» **To do**:
Select all lines holding the word "Regex" from the entries that follow.

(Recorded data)
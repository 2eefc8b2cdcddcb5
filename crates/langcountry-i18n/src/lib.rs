//! Locale resolution and per-locale attribute bundles for LangCountry.
//!
//! The crate turns an untrusted locale hint (an `Accept-Language` header, a
//! stored preference, an explicit switch request) into exactly one code from
//! a configured [`AllowList`], and exposes the static attribute bundle of that
//! code (country, names, date/time patterns, currency, flag) through a
//! per-session [`LocaleSession`].
//!
//! ```no_run
//! use langcountry_i18n::{AllowList, CatalogConfig, LangCountry, LocaleCatalog};
//!
//! let allow_list = AllowList::new(["en", "es_CO", "nl"], "en").unwrap();
//! let catalog = LocaleCatalog::new(CatalogConfig::default());
//! let service = LangCountry::new(catalog, allow_list);
//!
//! let resolution = service.resolve(Some("es-ES;q=0.9"));
//! assert_eq!(resolution.code.as_str(), "es_CO");
//!
//! let mut session = service.session(Some("nl")).unwrap();
//! let pattern = session.with_time().date_numbers_format();
//! println!("{} {}", session.emoji_flag(), pattern);
//! ```

pub mod catalog;
pub mod detect;
pub mod error;
pub mod format;
pub mod resolve;
pub mod session;

use once_cell::sync::Lazy;
use regex::Regex;
use serde::Serialize;
use std::collections::HashSet;
use std::fmt;

pub use catalog::{CatalogConfig, CatalogStats, Currency, LocaleBundle, LocaleCatalog, LocaleSummary};
pub use detect::{detect_host_locale, normalize_posix_locale};
pub use error::{I18nError, Result};
pub use format::{ChronoFormatter, DateFormatter};
pub use resolve::{primary_subtag, resolve, Resolution};
pub use session::{DateStyle, LangCountry, LocaleSession, SelectorView, SessionValues};

static CODE_RE: Lazy<Regex> = Lazy::new(|| {
    Regex::new(r"^[a-z]{2}(_[A-Z]{2})?$").expect("locale code pattern is valid")
});

/// Whether `code` has the canonical shape of a locale code (`nl`, `es_CO`).
pub fn is_well_formed(code: &str) -> bool {
    CODE_RE.is_match(code)
}

/// A validated locale code, member of the allow-list it came from.
///
/// Only [`AllowList`] hands these out, so holding one means the code passed
/// allow-list membership.
#[derive(Debug, Clone, PartialEq, Eq, Hash, Serialize)]
#[serde(transparent)]
pub struct LocaleCode(String);

impl LocaleCode {
    fn new_unchecked(code: &str) -> Self {
        Self(code.to_string())
    }

    /// The code as a string slice.
    pub fn as_str(&self) -> &str {
        &self.0
    }

    /// The two-letter language part.
    pub fn language(&self) -> &str {
        &self.0[..2]
    }

    /// The region part, if any (`CO` for `es_CO`).
    pub fn region(&self) -> Option<&str> {
        self.0.split_once('_').map(|(_, region)| region)
    }

    /// Whether this is a language+region code.
    pub fn has_region(&self) -> bool {
        self.region().is_some()
    }

    /// The locale tag handed to date-formatting collaborators.
    ///
    /// Language+region codes are their own tag; language-only codes map to
    /// the language subtag.
    pub fn tag(&self) -> LocaleTag {
        if self.has_region() {
            LocaleTag(self.0.clone())
        } else {
            LocaleTag(self.language().to_string())
        }
    }
}

impl fmt::Display for LocaleCode {
    fn fmt(&self, f: &mut fmt::Formatter<'_>) -> fmt::Result {
        f.write_str(&self.0)
    }
}

impl AsRef<str> for LocaleCode {
    fn as_ref(&self) -> &str {
        &self.0
    }
}

impl PartialEq<str> for LocaleCode {
    fn eq(&self, other: &str) -> bool {
        self.0 == other
    }
}

impl PartialEq<&str> for LocaleCode {
    fn eq(&self, other: &&str) -> bool {
        self.0 == *other
    }
}

/// Locale name understood by date-formatting collaborators.
///
/// May be coarser than the [`LocaleCode`] it was derived from.
#[derive(Debug, Clone, PartialEq, Eq, Hash, Serialize)]
#[serde(transparent)]
pub struct LocaleTag(String);

impl LocaleTag {
    /// Wrap a raw tag, e.g. one read back from session storage.
    pub fn new(tag: impl Into<String>) -> Self {
        Self(tag.into())
    }

    /// The tag as a string slice.
    pub fn as_str(&self) -> &str {
        &self.0
    }
}

impl fmt::Display for LocaleTag {
    fn fmt(&self, f: &mut fmt::Formatter<'_>) -> fmt::Result {
        f.write_str(&self.0)
    }
}

/// Ordered set of supported locale codes plus the designated fallback.
#[derive(Debug, Clone)]
pub struct AllowList {
    codes: Vec<LocaleCode>,
    fallback: LocaleCode,
}

impl AllowList {
    /// Build an allow-list, checking shape, uniqueness and fallback membership.
    pub fn new<I, S>(codes: I, fallback: &str) -> Result<Self>
    where
        I: IntoIterator<Item = S>,
        S: AsRef<str>,
    {
        let mut seen = HashSet::new();
        let mut validated = Vec::new();

        for code in codes {
            let code = code.as_ref();
            if !is_well_formed(code) {
                return Err(I18nError::InvalidAllowList(format!(
                    "malformed locale code '{code}'"
                )));
            }
            if !seen.insert(code.to_string()) {
                return Err(I18nError::InvalidAllowList(format!(
                    "duplicate locale code '{code}'"
                )));
            }
            validated.push(LocaleCode::new_unchecked(code));
        }

        if validated.is_empty() {
            return Err(I18nError::InvalidAllowList(
                "at least one locale code must be allowed".to_string(),
            ));
        }

        let fallback = validated
            .iter()
            .find(|code| code.as_str() == fallback)
            .cloned()
            .ok_or_else(|| {
                I18nError::InvalidAllowList(format!(
                    "fallback '{fallback}' is not in the allow-list"
                ))
            })?;

        Ok(Self {
            codes: validated,
            fallback,
        })
    }

    /// Allowed codes in configured order.
    pub fn codes(&self) -> &[LocaleCode] {
        &self.codes
    }

    /// The designated fallback code.
    pub fn fallback(&self) -> &LocaleCode {
        &self.fallback
    }

    /// Exact, case-sensitive membership lookup.
    pub fn get(&self, code: &str) -> Option<&LocaleCode> {
        self.codes.iter().find(|allowed| allowed.as_str() == code)
    }

    /// Whether `code` is allowed.
    pub fn contains(&self, code: &str) -> bool {
        self.get(code).is_some()
    }

    /// Number of allowed codes.
    pub fn len(&self) -> usize {
        self.codes.len()
    }

    /// Always false: construction rejects empty lists.
    pub fn is_empty(&self) -> bool {
        self.codes.is_empty()
    }

    /// Iterate allowed codes in configured order.
    pub fn iter(&self) -> impl Iterator<Item = &LocaleCode> {
        self.codes.iter()
    }
}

» **Response below**:
use regex::Regex;
static CODE_RE: Lazy<Regex> = Lazy::new(|| {
    Regex::new(r"^[a-z]{2}(_[A-Z]{2})?$").expect("locale code pattern is valid")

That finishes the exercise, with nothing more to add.